While Western leaders like Clinton and Blair have been demonstrably eloquent about their revulsion about ethnic cleansing (most notably in Kosovo), they have been strangely silent about the cleansing that has been taking place on an epic scale as a result of the Western-initiated and -directed process of globalisation.

By Jeremy Seabrook


September 1999

Dhaka, capital of Bangladesh, is a city surrounded by slums made of woven bamboo on bamboo frames, with sheets of polythene tied to the roof against the heavy pre-monsoon showers. The slums sit crookedly on the banks of polluted lakes, low-lying marshland, where only water-hyacinths grow, expanses of tough green leaves and spiky lilac-coloured flowers.

There is scarcely space to walk between the huts. Flimsy latrines, also of bamboo, on stilts, so that the filth washes down into the ponds; vegetable waste, indestructible polythene, coconut shells, rot in the humid air. Dust storms from construction and brick-breaking mix with the blue metallic fog emitted by the impatient city traffic.

These are refugee camps. The people have been driven here by forces no less compelling than attacks by soldiers moved by the murderous rage of ethnic hatreds. But they are victims of economic, not military, forces. Their fate is not news. There is no sympathy for them from an international community.

As I write this, BBC World is showing scenes of Western celebrities visiting camps in Albania and Macedonia - Javier Solana, Mary Robinson, Hilary Clinton, Roger Moore all have walk-on parts in the unfolding drama.

We can scarcely expect Clinton or Blair, or any other high-minded celebrants of democracy, freedom and human rights to express their righteous abhorrence of conditions in which millions of evictees from subsistence live, even though they, too, are victims of cleansing - economic cleansing. A Western-initiated, -owned and -directed Globalisation tears them up by the roots by settled ways of life and compels them into these morose and inhospitable places. This is cleansing on an epic scale and of breathtaking efficiency. But here, there are no cameras to record their tears, no indignant reporters to urge them to tell their stories to the world.

Yet those stories deserve attention, for they tell of forced migrations, of flight from the familiar home-place, of terror, torture and premature death, no less than the epic of dispossession painstakingly chronicled in Kosovo.

Shaiful came to Dhaka when his father died of TB. He lives on the River Launch terminal at Shodraghat, where passengers and goods arrive each day from all over Bangladesh. He owns nothing but a pair of ragged trousers, and he eats by begging or stealing from the stalls that feed the workers of the port.

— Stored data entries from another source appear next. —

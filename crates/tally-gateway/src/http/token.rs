//! SSO token management — POST /api/token
//!
//! Request:  `{"token": "eyJhb..."}`
//! Response: `{"success": true, "message": "token updated"}`
//!
//! The token value itself never reaches the logs.

use axum::{extract::State, http::StatusCode, Json};
use serde::{Deserialize, Serialize};
use std::sync::Arc;
use tracing::{info, warn};

use crate::app::AppState;

#[derive(Deserialize)]
pub struct TokenRequest {
    pub token: String,
}

#[derive(Serialize)]
pub struct TokenReply {
    pub success: bool,
    pub message: String,
}

/// POST /api/token — replace the stored upstream SSO token.
pub async fn update_handler(
    State(state): State<Arc<AppState>>,
    Json(req): Json<TokenRequest>,
) -> (StatusCode, Json<TokenReply>) {
    let token = req.token.trim();
    if token.is_empty() {
        return (
            StatusCode::BAD_REQUEST,
            Json(TokenReply {
                success: false,
                message: "token is required".to_string(),
            }),
        );
    }

    match state.token.save(token) {
        Ok(()) => {
            info!("upstream token updated");
            (
                StatusCode::OK,
                Json(TokenReply {
                    success: true,
                    message: "token updated".to_string(),
                }),
            )
        }
        Err(e) => {
            warn!(error = %e, "failed to persist token");
            (
                StatusCode::INTERNAL_SERVER_ERROR,
                Json(TokenReply {
                    success: false,
                    message: "failed to save token".to_string(),
                }),
            )
        }
    }
}
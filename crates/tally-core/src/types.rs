use std::collections::BTreeMap;

use serde::{Deserialize, Deserializer, Serialize};

/// One upstream execution record for a named job on a given day.
///
/// Wire shape is camelCase, matching the Mongo documents the explorer API
/// returns. Unknown document fields (`_id` and friends) are ignored.
#[derive(Debug, Clone, PartialEq, Serialize, Deserialize)]
#[serde(rename_all = "camelCase")]
pub struct SchedulerReport {
    pub scheduler_name: String,
    /// Epoch-ms day stamp (00:00 WIB). Some exec-API exports stringify
    /// Mongo long values, so decoding accepts integers or numeric strings.
    #[serde(deserialize_with = "flex_i64")]
    pub date: i64,
    /// Pod id → per-pod result. Order is semantically irrelevant; a
    /// BTreeMap keeps serialization deterministic.
    #[serde(default)]
    pub pod_reports: BTreeMap<String, PodResult>,
}

/// Outcome reported by one pod of a scheduler run.
#[derive(Debug, Clone, PartialEq, Serialize, Deserialize)]
#[serde(rename_all = "camelCase")]
pub struct PodResult {
    /// Missing/null means the pod reported no count; aggregation treats it as 0.
    #[serde(default, deserialize_with = "flex_opt_i64")]
    pub rows_inserted: Option<i64>,
    pub execution_success: bool,
}

/// One record of the day's expected-value baseline snapshot.
#[derive(Debug, Clone, PartialEq, Serialize, Deserialize)]
#[serde(rename_all = "camelCase")]
pub struct ExpectedRecord {
    pub analytic_name: String,
    #[serde(deserialize_with = "flex_i64")]
    pub analytic_date: i64,
    #[serde(default, deserialize_with = "flex_i64")]
    pub analytic_total_data: i64,
}

/// Verdict for one (scheduler, day) pair.
#[derive(Debug, Clone, PartialEq, Eq, Serialize, Deserialize)]
#[serde(rename_all = "camelCase")]
pub struct ValidationResult {
    pub rows_inserted: i64,
    pub expected_total: i64,
    /// Wire key is `match` (a Rust keyword).
    #[serde(rename = "match")]
    pub matched: bool,
    pub pod_count: usize,
    pub execution_success: bool,
    pub difference: i64,
}

/// A verdict together with the report it was computed from, the unit the
/// day-scoped cache persists and the HTTP API returns.
#[derive(Debug, Clone, PartialEq, Serialize, Deserialize)]
#[serde(rename_all = "camelCase")]
pub struct ValidatedReport {
    pub validation: ValidationResult,
    pub report: SchedulerReport,
}

impl ValidatedReport {
    /// Entries qualify for the day-scoped cache only when the run succeeded
    /// AND the totals matched; failures are never remembered.
    pub fn cacheable(&self) -> bool {
        self.validation.execution_success && self.validation.matched
    }
}

/// Best-effort i64 out of a JSON value: integer, integral float, or
/// numeric string. Used by the explorer decode boundary.
pub fn json_i64(value: &serde_json::Value) -> Option<i64> {
    match value {
        serde_json::Value::Number(n) => n
            .as_i64()
            .or_else(|| n.as_f64().filter(|f| f.fract() == 0.0).map(|f| f as i64)),
        serde_json::Value::String(s) => s.trim().parse::<i64>().ok(),
        _ => None,
    }
}

/// Serde mirror of [`json_i64`] for derived deserialization.
pub fn flex_i64<'de, D>(de: D) -> Result<i64, D::Error>
where
    D: Deserializer<'de>,
{
    use serde::de::Error;

    #[derive(Deserialize)]
    #[serde(untagged)]
    enum Raw {
        Int(i64),
        Float(f64),
        Str(String),
    }

    match Raw::deserialize(de)? {
        Raw::Int(n) => Ok(n),
        Raw::Float(f) if f.fract() == 0.0 => Ok(f as i64),
        Raw::Float(f) => Err(D::Error::custom(format!("expected an integer, got {f}"))),
        Raw::Str(s) => s
            .trim()
            .parse::<i64>()
            .map_err(|_| D::Error::custom(format!("expected an integer, got {s:?}"))),
    }
}

/// [`flex_i64`] that additionally maps JSON null to `None`.
pub fn flex_opt_i64<'de, D>(de: D) -> Result<Option<i64>, D::Error>
where
    D: Deserializer<'de>,
{
    #[derive(Deserialize)]
    struct Wrap(#[serde(deserialize_with = "flex_i64")] i64);

    Option::<Wrap>::deserialize(de).map(|opt| opt.map(|w| w.0))
}

#[cfg(test)]
mod tests {
    use super::*;
    use serde_json::json;

    #[test]
    fn report_decodes_camel_case_and_ignores_unknown_fields() {
        let report: SchedulerReport = serde_json::from_value(json!({
            "_id": {"$oid": "665f1c2e9d3b2a0001a4e2f1"},
            "schedulerName": "SALES_FUNNEL_YESTERDAY",
            "date": 1705251600000i64,
            "podReports": {
                "pod-a": {"rowsInserted": 100, "executionSuccess": true},
                "pod-b": {"rowsInserted": null, "executionSuccess": false}
            }
        }))
        .unwrap();

        assert_eq!(report.scheduler_name, "SALES_FUNNEL_YESTERDAY");
        assert_eq!(report.date, 1_705_251_600_000);
        assert_eq!(report.pod_reports.len(), 2);
        assert_eq!(report.pod_reports["pod-a"].rows_inserted, Some(100));
        assert_eq!(report.pod_reports["pod-b"].rows_inserted, None);
    }

    #[test]
    fn stringified_row_counts_decode() {
        let pod: PodResult = serde_json::from_value(json!({
            "rowsInserted": "250",
            "executionSuccess": true
        }))
        .unwrap();
        assert_eq!(pod.rows_inserted, Some(250));

        let pod: PodResult = serde_json::from_value(json!({
            "rowsInserted": null,
            "executionSuccess": true
        }))
        .unwrap();
        assert_eq!(pod.rows_inserted, None);
    }

    #[test]
    fn stringified_epoch_values_decode() {
        let record: ExpectedRecord = serde_json::from_value(json!({
            "analyticName": "SALES_FUNNEL_YESTERDAY",
            "analyticDate": "1705251600000",
            "analyticTotalData": "150"
        }))
        .unwrap();
        assert_eq!(record.analytic_date, 1_705_251_600_000);
        assert_eq!(record.analytic_total_data, 150);
    }

    #[test]
    fn missing_total_defaults_to_zero() {
        let record: ExpectedRecord = serde_json::from_value(json!({
            "analyticName": "SALES_FUNNEL_MTD",
            "analyticDate": 1705251600000i64
        }))
        .unwrap();
        assert_eq!(record.analytic_total_data, 0);
    }

    #[test]
    fn validation_result_uses_match_wire_key() {
        let result = ValidationResult {
            rows_inserted: 150,
            expected_total: 150,
            matched: true,
            pod_count: 2,
            execution_success: true,
            difference: 0,
        };
        let value = serde_json::to_value(&result).unwrap();
        assert_eq!(value["match"], json!(true));
        assert_eq!(value["rowsInserted"], json!(150));
        assert_eq!(value["podCount"], json!(2));

        let back: ValidationResult = serde_json::from_value(value).unwrap();
        assert_eq!(back, result);
    }

    #[test]
    fn json_i64_accepts_numbers_floats_and_strings() {
        assert_eq!(json_i64(&json!(42)), Some(42));
        assert_eq!(json_i64(&json!(1705251600000.0)), Some(1_705_251_600_000));
        assert_eq!(json_i64(&json!("  77 ")), Some(77));
        assert_eq!(json_i64(&json!(1.5)), None);
        assert_eq!(json_i64(&json!("not a number")), None);
        assert_eq!(json_i64(&json!(null)), None);
    }
}
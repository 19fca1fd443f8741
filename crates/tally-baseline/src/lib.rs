pub mod store;

pub use store::{BaselineError, BaselineStore};
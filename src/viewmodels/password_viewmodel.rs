use crate::utils::constants::MIN_PASSWORD_LEN;
use crate::viewmodels::validation::ValidationError;

pub const PASSWORD_CHANGED: &str =
    "Contraseña actualizada correctamente. Vuelve a iniciar sesión con la nueva contraseña.";
pub const PASSWORD_CHANGE_FAILED: &str = "Error al cambiar la contraseña";

pub fn validate_password_change(new_password: &str, confirm_password: &str) -> Result<(), ValidationError> {
    if new_password.is_empty() || confirm_password.is_empty() {
        return Err(ValidationError::MissingFields);
    }
    if new_password.chars().count() < MIN_PASSWORD_LEN {
        return Err(ValidationError::PasswordTooShort(MIN_PASSWORD_LEN));
    }
    if new_password != confirm_password {
        return Err(ValidationError::PasswordMismatch);
    }
    Ok(())
}

#[cfg(test)]
mod tests {
    use super::*;

    #[test]
    fn rules_in_order() {
        assert_eq!(validate_password_change("", ""), Err(ValidationError::MissingFields));
        assert_eq!(
            validate_password_change("corta", "corta"),
            Err(ValidationError::PasswordTooShort(8))
        );
        assert_eq!(
            validate_password_change("suficiente1", "suficiente2"),
            Err(ValidationError::PasswordMismatch)
        );
        assert!(validate_password_change("suficiente", "suficiente").is_ok());
    }

    #[test]
    fn length_counts_characters_not_bytes() {
        // 7 caracteres, más de 8 bytes
        assert!(validate_password_change("ñññññññ", "ñññññññ").is_err());
        assert!(validate_password_change("ññññññññ", "ññññññññ").is_ok());
    }
}
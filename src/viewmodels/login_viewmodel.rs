// ============================================================================
// LOGIN VIEWMODEL - Validación y mensajes del formulario de login
// ============================================================================

use crate::models::LoginResponse;
use crate::services::api_client::ApiError;
use crate::state::routes::Route;
use crate::viewmodels::validation::ValidationError;

pub const INVALID_CREDENTIALS: &str = "Email o contraseña incorrectos. Por favor, inténtalo de nuevo.";
pub const AUTH_FAILED: &str = "Error de autenticación";
pub const INVALID_TOKEN: &str = "Error de autenticación: respuesta del servidor no válida";

pub fn validate_login(email: &str, password: &str) -> Result<(), ValidationError> {
    if email.trim().is_empty() || password.is_empty() {
        return Err(ValidationError::MissingFields);
    }
    Ok(())
}

/// 401 = credenciales; cualquier otro fallo usa el `error` del backend
pub fn login_error_message(error: &ApiError) -> String {
    if error.is_unauthorized() {
        INVALID_CREDENTIALS.to_string()
    } else {
        error.user_message(AUTH_FAILED)
    }
}

/// A dónde ir tras un login correcto
pub fn route_after_login(response: &LoginResponse) -> Route {
    if response.cambio_password_requerido {
        Route::ForcedPasswordChange
    } else {
        Route::Dashboard
    }
}

#[cfg(test)]
mod tests {
    use super::*;

    #[test]
    fn empty_fields_are_rejected() {
        assert_eq!(validate_login("", "x"), Err(ValidationError::MissingFields));
        assert_eq!(validate_login("  ", "x"), Err(ValidationError::MissingFields));
        assert_eq!(validate_login("a@b.com", ""), Err(ValidationError::MissingFields));
        assert!(validate_login("a@b.com", "secreto").is_ok());
    }

    #[test]
    fn unauthorized_always_reads_as_bad_credentials() {
        let with_body = ApiError::Unauthorized(Some("Bad credentials".into()));
        assert_eq!(login_error_message(&with_body), INVALID_CREDENTIALS);
        assert_eq!(login_error_message(&ApiError::Unauthorized(None)), INVALID_CREDENTIALS);
    }

    #[test]
    fn other_failures_prefer_backend_message() {
        let locked = ApiError::Http { status: 403, message: Some("Cuenta bloqueada".into()) };
        assert_eq!(login_error_message(&locked), "Cuenta bloqueada");

        let bare = ApiError::Http { status: 500, message: None };
        assert_eq!(login_error_message(&bare), AUTH_FAILED);
    }

    #[test]
    fn pending_password_change_routes_to_forced_change() {
        let pending = LoginResponse { token: "t".into(), cambio_password_requerido: true };
        assert_eq!(route_after_login(&pending), Route::ForcedPasswordChange);

        let done = LoginResponse { token: "t".into(), cambio_password_requerido: false };
        assert_eq!(route_after_login(&done), Route::Dashboard);
    }
}
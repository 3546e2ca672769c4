// ============================================================================
// NOMINATION VIEWMODEL - Reglas del formulario público de nominación
// ============================================================================

use crate::models::{NominationRequest, PublicTicket, TicketState};
use crate::viewmodels::validation::ValidationError;

pub const TICKET_NOT_FOUND: &str = "No se encontró la entrada";
pub const NOMINATION_FAILED: &str = "Error al nominar la entrada";

/// Mensaje de bloqueo si la entrada no admite nominación
pub fn blocking_reason(ticket: &PublicTicket) -> Option<String> {
    match ticket.state() {
        TicketState::Nominable => None,
        TicketState::AlreadyNominated { name, .. } => {
            Some(format!("Esta entrada ya está nominada a nombre de {}", name))
        }
        TicketState::NotActive(estado) => Some(format!(
            "Esta entrada no se puede nominar (estado: {})",
            estado
        )),
    }
}

/// Valida y normaliza la petición (emails y nombre recortados)
pub fn validate_nomination(
    ticket: &PublicTicket,
    form: &NominationRequest,
) -> Result<NominationRequest, ValidationError> {
    if let Some(reason) = blocking_reason(ticket) {
        return Err(ValidationError::TicketNotNominable(reason));
    }
    validate_attendee(form)
}

/// Datos del asistente: los comparten la nominación pública y la del promotor
pub fn validate_attendee(form: &NominationRequest) -> Result<NominationRequest, ValidationError> {
    let email = form.email_asistente.trim();
    let confirm = form.confirm_email_nominado.trim();
    let name = form.nombre_asistente.trim();

    if email.is_empty() {
        return Err(ValidationError::Required("email"));
    }
    if name.is_empty() {
        return Err(ValidationError::Required("nombre"));
    }
    if !looks_like_email(email) {
        return Err(ValidationError::InvalidEmail);
    }
    if !email.eq_ignore_ascii_case(confirm) {
        return Err(ValidationError::EmailMismatch);
    }

    Ok(NominationRequest {
        email_asistente: email.to_string(),
        confirm_email_nominado: confirm.to_string(),
        nombre_asistente: name.to_string(),
        telefono_asistente: form.telefono_asistente.trim().to_string(),
    })
}

fn looks_like_email(email: &str) -> bool {
    match email.split_once('@') {
        Some((local, domain)) => !local.is_empty() && domain.contains('.') && !domain.starts_with('.'),
        None => false,
    }
}

#[cfg(test)]
mod tests {
    use super::*;

    fn active_ticket() -> PublicTicket {
        PublicTicket {
            codigo_qr: "XYZ123".into(),
            estado: "ACTIVA".into(),
            nombre_festival: Some("Sonar".into()),
            nombre_asistente: None,
            email_asistente: None,
        }
    }

    fn form(email: &str, confirm: &str, name: &str) -> NominationRequest {
        NominationRequest {
            email_asistente: email.into(),
            confirm_email_nominado: confirm.into(),
            nombre_asistente: name.into(),
            telefono_asistente: String::new(),
        }
    }

    #[test]
    fn valid_form_is_trimmed() {
        let request = validate_nomination(
            &active_ticket(),
            &form(" ana@example.com ", "ana@example.com", " Ana "),
        )
        .unwrap();
        assert_eq!(request.email_asistente, "ana@example.com");
        assert_eq!(request.nombre_asistente, "Ana");
    }

    #[test]
    fn required_fields_and_matching_emails() {
        let ticket = active_ticket();
        assert_eq!(
            validate_nomination(&ticket, &form("", "", "Ana")),
            Err(ValidationError::Required("email"))
        );
        assert_eq!(
            validate_nomination(&ticket, &form("ana@example.com", "ana@example.com", "")),
            Err(ValidationError::Required("nombre"))
        );
        assert_eq!(
            validate_nomination(&ticket, &form("ana@example.com", "otra@example.com", "Ana")),
            Err(ValidationError::EmailMismatch)
        );
        assert_eq!(
            validate_nomination(&ticket, &form("ana", "ana", "Ana")),
            Err(ValidationError::InvalidEmail)
        );
    }

    #[test]
    fn blocked_tickets_cannot_be_nominated() {
        let mut used = active_ticket();
        used.estado = "USADA".into();
        assert!(matches!(
            validate_nomination(&used, &form("ana@example.com", "ana@example.com", "Ana")),
            Err(ValidationError::TicketNotNominable(_))
        ));

        let mut taken = active_ticket();
        taken.nombre_asistente = Some("Luis".into());
        assert_eq!(
            blocking_reason(&taken).as_deref(),
            Some("Esta entrada ya está nominada a nombre de Luis")
        );
        assert_eq!(blocking_reason(&active_ticket()), None);
    }
}
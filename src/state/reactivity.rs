// ============================================================================
// REACTIVITY - Sistema de notificaciones/subscribers para reactividad
// ============================================================================

use std::cell::{Cell, RefCell};
use std::rc::{Rc, Weak};

type Callback = Rc<dyn Fn()>;
type Subscribers = RefCell<Vec<(usize, Callback)>>;

/// Estado reactivo con sistema de notificaciones.
/// Los clones comparten valor y subscribers.
pub struct ReactiveState<T> {
    value: Rc<RefCell<T>>,
    subscribers: Rc<Subscribers>,
    next_id: Rc<Cell<usize>>,
}

impl<T: Clone> ReactiveState<T> {
    pub fn new(value: T) -> Self {
        Self {
            value: Rc::new(RefCell::new(value)),
            subscribers: Rc::new(RefCell::new(Vec::new())),
            next_id: Rc::new(Cell::new(0)),
        }
    }

    /// Copia del valor actual
    pub fn snapshot(&self) -> T {
        self.value.borrow().clone()
    }

    /// Lee el valor sin clonarlo
    pub fn with<R>(&self, reader: impl FnOnce(&T) -> R) -> R {
        reader(&self.value.borrow())
    }

    /// Establecer nuevo valor y notificar subscribers
    pub fn set(&self, new_value: T) {
        *self.value.borrow_mut() = new_value;
        self.notify();
    }

    /// Suscribirse a cambios. El callback vive lo que viva la `Subscription`.
    pub fn subscribe<F>(&self, callback: F) -> Subscription
    where
        F: Fn() + 'static,
    {
        let id = self.next_id.get();
        self.next_id.set(id.wrapping_add(1));
        self.subscribers.borrow_mut().push((id, Rc::new(callback)));
        Subscription {
            id,
            subscribers: Rc::downgrade(&self.subscribers),
        }
    }

    pub fn ptr_eq(&self, other: &Self) -> bool {
        Rc::ptr_eq(&self.value, &other.value)
    }

    /// Notificar a todos los subscribers. La lista se copia antes para que un
    /// callback pueda leer el estado o (des)suscribirse sin pánico de borrow.
    fn notify(&self) {
        let callbacks: Vec<Callback> = self
            .subscribers
            .borrow()
            .iter()
            .map(|(_, callback)| callback.clone())
            .collect();
        for callback in callbacks {
            callback();
        }
    }
}

impl<T> Clone for ReactiveState<T> {
    fn clone(&self) -> Self {
        Self {
            value: self.value.clone(),
            subscribers: self.subscribers.clone(),
            next_id: self.next_id.clone(),
        }
    }
}

/// Guard de suscripción: al soltarse, deja de recibir notificaciones
pub struct Subscription {
    id: usize,
    subscribers: Weak<Subscribers>,
}

impl Drop for Subscription {
    fn drop(&mut self) {
        if let Some(subscribers) = self.subscribers.upgrade() {
            subscribers.borrow_mut().retain(|(id, _)| *id != self.id);
        }
    }
}

#[cfg(test)]
mod tests {
    use super::*;

    #[test]
    fn set_notifies_every_subscriber_once() {
        let state = ReactiveState::new(0u32);
        let hits = Rc::new(Cell::new(0));

        let _a = {
            let hits = hits.clone();
            state.subscribe(move || hits.set(hits.get() + 1))
        };
        let _b = {
            let hits = hits.clone();
            state.subscribe(move || hits.set(hits.get() + 1))
        };

        state.set(5);
        assert_eq!(hits.get(), 2);
        assert_eq!(state.snapshot(), 5);
    }

    #[test]
    fn subscriber_sees_new_value() {
        let state = ReactiveState::new(String::from("antes"));
        let seen = Rc::new(RefCell::new(String::new()));

        let _sub = {
            let seen = seen.clone();
            let reader = state.clone();
            state.subscribe(move || *seen.borrow_mut() = reader.snapshot())
        };

        state.set(format!("{}-después", state.snapshot()));
        assert_eq!(*seen.borrow(), "antes-después");
    }

    #[test]
    fn dropping_subscription_unsubscribes() {
        let state = ReactiveState::new(1);
        let hits = Rc::new(Cell::new(0));
        let sub = {
            let hits = hits.clone();
            state.subscribe(move || hits.set(hits.get() + 1))
        };
        state.set(2);
        assert_eq!(hits.get(), 1);

        drop(sub);
        state.set(3);
        assert_eq!(hits.get(), 1);
        assert!(state.subscribers.borrow().is_empty());
    }

    #[test]
    fn clones_share_value_and_subscribers() {
        let state = ReactiveState::new(1);
        let other = state.clone();
        let hits = Rc::new(Cell::new(0));
        let _sub = {
            let hits = hits.clone();
            other.subscribe(move || hits.set(hits.get() + 1))
        };

        state.set(3);
        assert_eq!(other.snapshot(), 3);
        assert_eq!(hits.get(), 1);
        assert!(state.ptr_eq(&other));
    }
}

He sometimes earns a few taka as a coolie. Small, with belly distended by malnourishment, he sleeps on the bare concrete of the terminal with 200 or so other children. He is nine.

In Mirpur Two (the slums are denoted by numerals in acknowledgement of the anonymity of these austere living places, and of the people of so little account who live in them), the houses are single rooms of chetai (woven bamboo) with, for those who can afford it, a square of blue polythene to keep out the rain. Today, 6 inches of rain fell on Dhaka in less than 12 hours; the little huts are surrounded by liquid the colour of a spillage of milky tea.

Zubaida has four daughters. She brought them to Dhaka when her oldest daughter, who is 13, was raped by the son of a landowner in Mymensingh. Landless, deserted by her husband, she and her children are regarded by the local elite as flesh to be used as they think fit. Here, her daughter can work in a garments factory, while her two younger girls collect waste for about 30 taka (US$0.60) a day.

Faisal is from Khulna. His family owned two bighas of land close to the coast, but it was ruined by salinity from a nearby prawnfield, and is now completely unproductive. The owner of the prawn-farm is a bureaucrat in one of the Ministries; prawns, after garments, are the second biggest earner of foreign exchange.

Now Faisal makes a living driving a cycle-rickshaw. For 12 hours a day he hires the fragile vehicle at 24 taka a day from the owner, and drives in heat, dust and rain through the narrow streets of the Old City. He shares with his wife and three children a small windowless room, for which they pay 800 taka a month, which is almost half his earnings. They never eat meat or fruit. It is particularly poignant at this time of the year, because at home, they had mango trees, papaya and green coconut.

Khaled sold his small piece of land and two buffaloes in Sharipur for 60,000 taka (US$1,200), to pay a bribe to an agent who had promised to get a government job for his son - a guarantee of security. The agent disappeared with the money. There was no job.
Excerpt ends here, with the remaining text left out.